Estamos así frente a un cóctel que, lejos de ser esclarecedor, oscurece el panorama político nacional. Y aún no me he referido a la cuestión temporal. En este sentido, es interesante ver lo que el tiempo supone a este proceso. A la campaña en sí, se puede agregar el período previo a la misma, que si bien parece no corresponder a esta dinámica, presenta toda una serie de situaciones de tipo cascada: al engorroso proceso de institucionalización de los Frentes partidarios, que se produce el 12 de junio, le sucede la inscripción de los candidatos a presidente y a legisladores nacionales todas las fuerzas políticas el 22 de junio. Todo esto sin mencionar la cantidad de elecciones provinciales que ya se han realizado en lo que va del año. Y las que restan: PASO en agosto, elecciones en octubre.

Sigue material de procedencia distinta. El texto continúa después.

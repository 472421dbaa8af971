use super::open_output;
use super::process::check;
use anyhow::Result;
use dumpsync::config::Config;
use dumpsync::processors::JsonLinesWriter;
use dumpsync::DumpProcessingController;
use std::path::PathBuf;

pub fn process_json(config: Config, output: Option<PathBuf>, model: Option<String>) -> Result<()> {
    let mut writer = JsonLinesWriter::new(open_output(output.as_deref())?);

    let summary = {
        let mut controller = DumpProcessingController::new(config)?;
        controller.register_document_processor(&mut writer, model.as_deref(), true);
        controller.process_most_recent_json_dump()?
    };
    writer.flush()?;

    summary.print();
    println!("Documents written:    {}", writer.written());
    check(&summary)
}
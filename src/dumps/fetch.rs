//! HTTP access to the remote dump server

use super::DumpError;
use reqwest::blocking::Client;
use std::io::Read;
use std::time::Duration;
use tracing::debug;
use url::Url;

/// Source of remote resources (listings, markers, dump payloads)
pub trait WebResourceFetcher {
    /// Fetch a resource as a byte stream
    fn fetch(&self, url: &Url) -> Result<Box<dyn Read>, DumpError>;

    /// Fetch a small text resource
    fn fetch_string(&self, url: &Url) -> Result<String, DumpError> {
        let mut body = String::new();
        self.fetch(url)?.read_to_string(&mut body)?;
        Ok(body)
    }
}

/// Blocking HTTP fetcher
#[derive(Debug, Clone)]
pub struct HttpFetcher {
    client: Client,
}

impl HttpFetcher {
    /// Create a fetcher with the given user agent
    ///
    /// `timeout` bounds each whole request, including the body download, so it
    /// should stay unset when dumps of several gigabytes are fetched.
    pub fn new(user_agent: &str, timeout: Option<Duration>) -> Result<Self, DumpError> {
        let client = Client::builder()
            .user_agent(user_agent)
            .timeout(timeout)
            .build()?;
        Ok(Self { client })
    }
}

impl WebResourceFetcher for HttpFetcher {
    fn fetch(&self, url: &Url) -> Result<Box<dyn Read>, DumpError> {
        debug!("GET {}", url);
        let response = self.client.get(url.clone()).send()?;
        let status = response.status();
        if !status.is_success() {
            return Err(DumpError::HttpStatus {
                url: url.to_string(),
                status: status.as_u16(),
            });
        }
        Ok(Box::new(response))
    }
}
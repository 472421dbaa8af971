//! dumpsync: incremental ingestion of wiki dumps
//!
//! Reconstructs an up-to-date, duplicate-free stream of page revisions from the
//! bulk snapshots and daily incremental dumps a wiki farm publishes:
//! - Dump discovery over a local cache and a remote dump server
//! - Covering-set selection (one snapshot plus every newer incremental)
//! - Streaming XML revision extraction with page-scoped error recovery
//! - Cross-dump deduplication and detection of each page's current revision
//! - JSON entity snapshots and the sites table as alternative sources

pub mod broker;
pub mod config;
pub mod controller;
pub mod documents;
pub mod dumps;
pub mod extract;
pub mod processor;
pub mod processors;
pub mod progress;
pub mod types;

pub use config::Config;
pub use controller::DumpProcessingController;
pub use types::*;
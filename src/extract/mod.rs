//! Extraction of records from dump payloads
//!
//! - [`RevisionExtractor`]: XML revision exports (incremental, current, full)
//! - [`JsonDumpReader`]: JSON entity snapshots, one entity per line
//! - [`SitesTableParser`]: SQL dump of the `sites` table

pub mod json;
pub mod sites;
pub mod wikimedia;

pub use json::{JsonDumpReader, JsonDumpStats};
pub use sites::{Site, SitesTableParser};
pub use wikimedia::RevisionExtractor;

use crate::dumps::{DumpError, DumpFile};
use crate::processor::{ProcessingError, RevisionProcessor};
use serde::{Deserialize, Serialize};
use thiserror::Error;

/// Errors that can occur during extraction
#[derive(Debug, Error)]
pub enum ExtractError {
    #[error("XML error: {0}")]
    Xml(quick_xml::Error),

    #[error("Format error: {0}")]
    Format(String),

    #[error("Unexpected end of input inside <{0}>")]
    UnexpectedEof(&'static str),

    #[error("Processor error: {0}")]
    Processor(ProcessingError),

    #[error("Aborted: {0}")]
    Aborted(String),

    #[error("Dump error: {0}")]
    Dump(#[from] DumpError),

    #[error("IO error: {0}")]
    Io(#[from] std::io::Error),
}

impl ExtractError {
    /// Whether the error can be contained to a single page or record
    pub fn is_recoverable(&self) -> bool {
        matches!(
            self,
            ExtractError::Xml(_) | ExtractError::Format(_) | ExtractError::Processor(_)
        )
    }
}

impl From<ProcessingError> for ExtractError {
    fn from(e: ProcessingError) -> Self {
        match e {
            ProcessingError::Aborted(reason) => ExtractError::Aborted(reason),
            other => ExtractError::Processor(other),
        }
    }
}

/// Counters of one extraction pass
#[derive(Debug, Clone, Copy, Default, PartialEq, Eq, Serialize, Deserialize)]
pub struct ExtractStats {
    /// `<page>` elements encountered
    pub pages: u64,
    /// Revisions delivered to the processor
    pub revisions: u64,
    /// Pages skipped because of errors
    pub pages_with_errors: u64,
}

impl ExtractStats {
    pub fn add(&mut self, other: &ExtractStats) {
        self.pages += other.pages;
        self.revisions += other.revisions;
        self.pages_with_errors += other.pages_with_errors;
    }
}

/// Open a revision dump and run the extractor over it
pub fn extract_revisions(
    dump: &dyn DumpFile,
    processor: &mut dyn RevisionProcessor,
) -> Result<ExtractStats, ExtractError> {
    let reader = dump.open()?;
    RevisionExtractor::new(reader, dump.descriptor().to_string()).run(processor)
}
use super::open_output;
use anyhow::Result;
use dumpsync::config::Config;
use dumpsync::processors::{JsonLinesWriter, RevisionStatistics};
use dumpsync::progress::RunSummary;
use dumpsync::DumpProcessingController;
use std::path::PathBuf;

pub struct ProcessOptions {
    pub output: Option<PathBuf>,
    pub model: Option<String>,
    pub current_only: bool,
    pub documents: bool,
    pub main_only: bool,
}

pub fn process_revisions(config: Config, options: ProcessOptions) -> Result<()> {
    let mut writer = JsonLinesWriter::new(open_output(options.output.as_deref())?);
    let mut stats = RevisionStatistics::new();

    let summary = {
        let mut controller = DumpProcessingController::new(config)?;
        let model = options.model.as_deref();
        if options.documents {
            controller.register_document_processor(&mut writer, model, options.current_only);
        } else {
            controller.register_revision_processor(&mut writer, model, options.current_only);
        }
        controller.register_revision_processor(&mut stats, None, options.current_only);

        if options.main_only {
            controller.process_most_recent_main_dump()?
        } else {
            controller.process_all_recent_revision_dumps()
        }
    };
    writer.flush()?;

    summary.print();
    println!("Lines written:        {}", writer.written());
    println!("Anonymous revisions:  {}", stats.anonymous_revisions);
    for (model, count) in &stats.by_content_model {
        println!("  {:<24} {}", model, count);
    }
    check(&summary)
}

/// Fail the command when dumps could not be processed
pub fn check(summary: &RunSummary) -> Result<()> {
    if !summary.dumps_failed.is_empty() {
        anyhow::bail!("{} dump(s) failed to process", summary.dumps_failed.len());
    }
    Ok(())
}
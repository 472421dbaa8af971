use anyhow::{Context, Result};
use dumpsync::config::Config;
use std::path::Path;

pub fn init_config(path: &Path) -> Result<()> {
    let config_path = path.join("dumpsync.toml");
    if config_path.exists() {
        anyhow::bail!("Config file already exists: {}", config_path.display());
    }

    let rendered = Config::default().to_toml()?;
    let content = format!(
        "# dumpsync configuration\n\
         #\n\
         # [filter] takes optional allow-lists:\n\
         #   languages = [\"en\", \"de\"]\n\
         #   sites = [\"enwiki\"]\n\
         #   properties = [\"P31\", \"P279\"]\n\
         # [processing] takes an optional timeout_secs.\n\n{}",
        rendered
    );

    std::fs::create_dir_all(path)
        .with_context(|| format!("Failed to create directory: {}", path.display()))?;
    std::fs::write(&config_path, content)
        .with_context(|| format!("Failed to write config: {}", config_path.display()))?;

    println!("Created configuration file: {}", config_path.display());
    println!("Dumps will be cached under: {}", Config::default().dumps.download_root.display());
    Ok(())
}
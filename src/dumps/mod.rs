//! Dump discovery and access
//!
//! A wiki farm publishes several kinds of dumps per project. This module knows
//! how they are named, where they live (locally and remotely), whether they are
//! complete, and which of them are needed to reach the current state.
//!
//! ```text
//!                     ┌──────────────────────────┐
//!                     │       DumpCatalog        │
//!                     │  merge + covering set    │
//!                     └──────────────────────────┘
//!                        │                    │
//!                        ▼                    ▼
//!            ┌──────────────────┐   ┌──────────────────────┐
//!            │    DumpCache     │   │   remote listing     │
//!            │ (dumpfiles/...)  │   │ (WebResourceFetcher) │
//!            └──────────────────┘   └──────────────────────┘
//!                        │                    │
//!                        ▼                    ▼
//!              LocalDumpFile          RemoteDumpFile
//!                        └──── dyn DumpFile ──┘
//! ```

pub mod cache;
pub mod catalog;
pub mod fetch;
pub mod handle;
pub mod listing;
pub mod remote;

pub use cache::{DumpCache, LocalDumpFile};
pub use catalog::DumpCatalog;
pub use fetch::{HttpFetcher, WebResourceFetcher};
pub use handle::DumpFile;
pub use remote::RemoteDumpFile;

use bzip2::read::MultiBzDecoder;
use chrono::NaiveDate;
use flate2::read::MultiGzDecoder;
use serde::{Deserialize, Serialize};
use std::fmt;
use std::io::{BufRead, BufReader, Read};
use std::str::FromStr;
use thiserror::Error;

/// Read buffer used for decompressed dump streams
const STREAM_BUFFER_SIZE: usize = 1024 * 1024;

/// Errors that can occur while locating, downloading or opening dumps
#[derive(Debug, Error)]
pub enum DumpError {
    #[error("IO error: {0}")]
    Io(#[from] std::io::Error),

    #[error("HTTP error: {0}")]
    Http(#[from] reqwest::Error),

    #[error("HTTP status {status} for {url}")]
    HttpStatus { url: String, status: u16 },

    #[error("JSON error: {0}")]
    Json(#[from] serde_json::Error),

    #[error("Invalid URL: {0}")]
    Url(#[from] url::ParseError),

    #[error("Invalid date stamp '{0}' (expected YYYYMMDD)")]
    InvalidDateStamp(String),

    #[error("Unknown dump content type '{0}'")]
    UnknownContentType(String),

    #[error("Dump {0} is not available")]
    Unavailable(String),

    #[error("Failed to persist download: {0}")]
    Persist(#[from] tempfile::PersistError),
}

// ============================================================================
// Content types
// ============================================================================

/// Kind of dump file
#[derive(Debug, Clone, Copy, PartialEq, Eq, Hash, PartialOrd, Ord, Serialize, Deserialize)]
#[serde(rename_all = "kebab-case")]
pub enum DumpContentType {
    /// Daily incremental dump: all revisions made since the previous one
    Incremental,
    /// Snapshot with only the current revision of every page
    Current,
    /// Snapshot with the complete history of every page
    Full,
    /// The `sites` table of the wiki farm
    Sites,
    /// Snapshot of all entities as JSON
    Json,
}

impl DumpContentType {
    pub const ALL: [DumpContentType; 5] = [
        DumpContentType::Incremental,
        DumpContentType::Current,
        DumpContentType::Full,
        DumpContentType::Sites,
        DumpContentType::Json,
    ];

    /// Name used for local cache directories (`{dir_name}-{date}`)
    pub fn dir_name(self) -> &'static str {
        match self {
            DumpContentType::Incremental => "incr",
            DumpContentType::Current => "current",
            DumpContentType::Full => "full",
            DumpContentType::Sites => "sites",
            DumpContentType::Json => "json",
        }
    }

    /// File name suffix following `{project}-{date}`
    pub fn file_suffix(self) -> &'static str {
        match self {
            DumpContentType::Incremental => "-pages-meta-hist-incr.xml.bz2",
            DumpContentType::Current => "-pages-meta-current.xml.bz2",
            DumpContentType::Full => "-pages-meta-history.xml.bz2",
            DumpContentType::Sites => "-sites.sql.gz",
            DumpContentType::Json => "-all.json.gz",
        }
    }

    /// Whether the dump is an XML revision export
    pub fn is_revision_dump(self) -> bool {
        matches!(
            self,
            DumpContentType::Incremental | DumpContentType::Current | DumpContentType::Full
        )
    }

    /// Whether the dump is a full snapshot usable as the base of a covering set
    pub fn is_snapshot(self) -> bool {
        matches!(self, DumpContentType::Current | DumpContentType::Full)
    }

    pub fn compression(self) -> Compression {
        Compression::from_file_name(self.file_suffix())
    }

    /// Job name in a published `dumpstatus.json`
    pub fn status_job(self) -> Option<&'static str> {
        match self {
            DumpContentType::Current => Some("metacurrentdump"),
            DumpContentType::Full => Some("metahistorybz2dump"),
            DumpContentType::Sites => Some("sitestable"),
            DumpContentType::Incremental | DumpContentType::Json => None,
        }
    }
}

impl fmt::Display for DumpContentType {
    fn fmt(&self, f: &mut fmt::Formatter<'_>) -> fmt::Result {
        f.write_str(self.dir_name())
    }
}

impl FromStr for DumpContentType {
    type Err = DumpError;

    fn from_str(s: &str) -> Result<Self, Self::Err> {
        match s.to_ascii_lowercase().as_str() {
            "incr" | "incremental" | "daily" => Ok(DumpContentType::Incremental),
            "current" => Ok(DumpContentType::Current),
            "full" | "history" => Ok(DumpContentType::Full),
            "sites" => Ok(DumpContentType::Sites),
            "json" => Ok(DumpContentType::Json),
            other => Err(DumpError::UnknownContentType(other.to_string())),
        }
    }
}

/// Compression of a dump payload
#[derive(Debug, Clone, Copy, PartialEq, Eq)]
pub enum Compression {
    None,
    Bzip2,
    Gzip,
}

impl Compression {
    pub fn from_file_name(name: &str) -> Self {
        if name.ends_with(".bz2") {
            Compression::Bzip2
        } else if name.ends_with(".gz") {
            Compression::Gzip
        } else {
            Compression::None
        }
    }

    /// Wrap a raw byte stream into a buffered, decompressed stream
    pub fn decompress<'a>(self, raw: Box<dyn Read + 'a>) -> Box<dyn BufRead + 'a> {
        match self {
            Compression::None => Box::new(BufReader::with_capacity(STREAM_BUFFER_SIZE, raw)),
            Compression::Bzip2 => Box::new(BufReader::with_capacity(
                STREAM_BUFFER_SIZE,
                MultiBzDecoder::new(raw),
            )),
            Compression::Gzip => Box::new(BufReader::with_capacity(
                STREAM_BUFFER_SIZE,
                MultiGzDecoder::new(raw),
            )),
        }
    }
}

// ============================================================================
// Descriptors
// ============================================================================

/// Identity of one dump file: project, content type and date stamp
#[derive(Debug, Clone, PartialEq, Eq, Hash, Serialize, Deserialize)]
pub struct DumpDescriptor {
    project: String,
    content_type: DumpContentType,
    date_stamp: String,
}

impl DumpDescriptor {
    /// Create a descriptor, validating the `YYYYMMDD` date stamp
    pub fn new(
        project: impl Into<String>,
        content_type: DumpContentType,
        date_stamp: impl Into<String>,
    ) -> Result<Self, DumpError> {
        let date_stamp = date_stamp.into();
        if parse_date_stamp(&date_stamp).is_none() {
            return Err(DumpError::InvalidDateStamp(date_stamp));
        }
        Ok(Self {
            project: project.into(),
            content_type,
            date_stamp,
        })
    }

    pub fn project(&self) -> &str {
        &self.project
    }

    pub fn content_type(&self) -> DumpContentType {
        self.content_type
    }

    pub fn date_stamp(&self) -> &str {
        &self.date_stamp
    }

    pub fn date(&self) -> Option<NaiveDate> {
        parse_date_stamp(&self.date_stamp)
    }

    /// Published file name, e.g. `wikidatawiki-20240101-pages-meta-hist-incr.xml.bz2`
    pub fn file_name(&self) -> String {
        format!(
            "{}-{}{}",
            self.project,
            self.date_stamp,
            self.content_type.file_suffix()
        )
    }
}

impl fmt::Display for DumpDescriptor {
    fn fmt(&self, f: &mut fmt::Formatter<'_>) -> fmt::Result {
        write!(f, "{}-{}-{}", self.project, self.content_type, self.date_stamp)
    }
}

/// Parse a `YYYYMMDD` stamp
pub fn parse_date_stamp(stamp: &str) -> Option<NaiveDate> {
    if stamp.len() != 8 || !stamp.bytes().all(|b| b.is_ascii_digit()) {
        return None;
    }
    NaiveDate::parse_from_str(stamp, "%Y%m%d").ok()
}

/// Sort handles newest first; snapshots precede incrementals of the same day
pub fn sort_newest_first(dumps: &mut [Box<dyn DumpFile>]) {
    dumps.sort_by(|a, b| {
        let (a, b) = (a.descriptor(), b.descriptor());
        b.date_stamp()
            .cmp(a.date_stamp())
            .then_with(|| b.content_type().is_snapshot().cmp(&a.content_type().is_snapshot()))
    });
}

A partir de esto se suscitan varios interrogantes en relación a qué es lo importante en una democracia: si lo importante es la celebración de elecciones, pues bien, Argentina debería tener una calidad institucional que está lejos de ser la que realmente posee y que nos coloca a la vanguardia de la corrupción en el mundo.
Si, en cambio, es la representatividad de sus partidos y alianzas partidarias el estándar, bueno, los partidos y frentes argentinos, con su habitual “flexibilidad” para transitar la transversalidad, sin ningún tipo de decoro ni vergüenza, nos colocan ante un nuevo interrogante: un país que permite estos virajes partidarios de corto plazo, está preparado para perfeccionar los parámetros democráticos? Creo, sinceramente, que no.
La imprevisibilidad del país es su mayor problema y la principal causa de sus males políticos. Solo conjurando este mal, Argentina logrará respetarse institucionalmente y ensayar una modelo de democracia que sea lo más perfecta posible.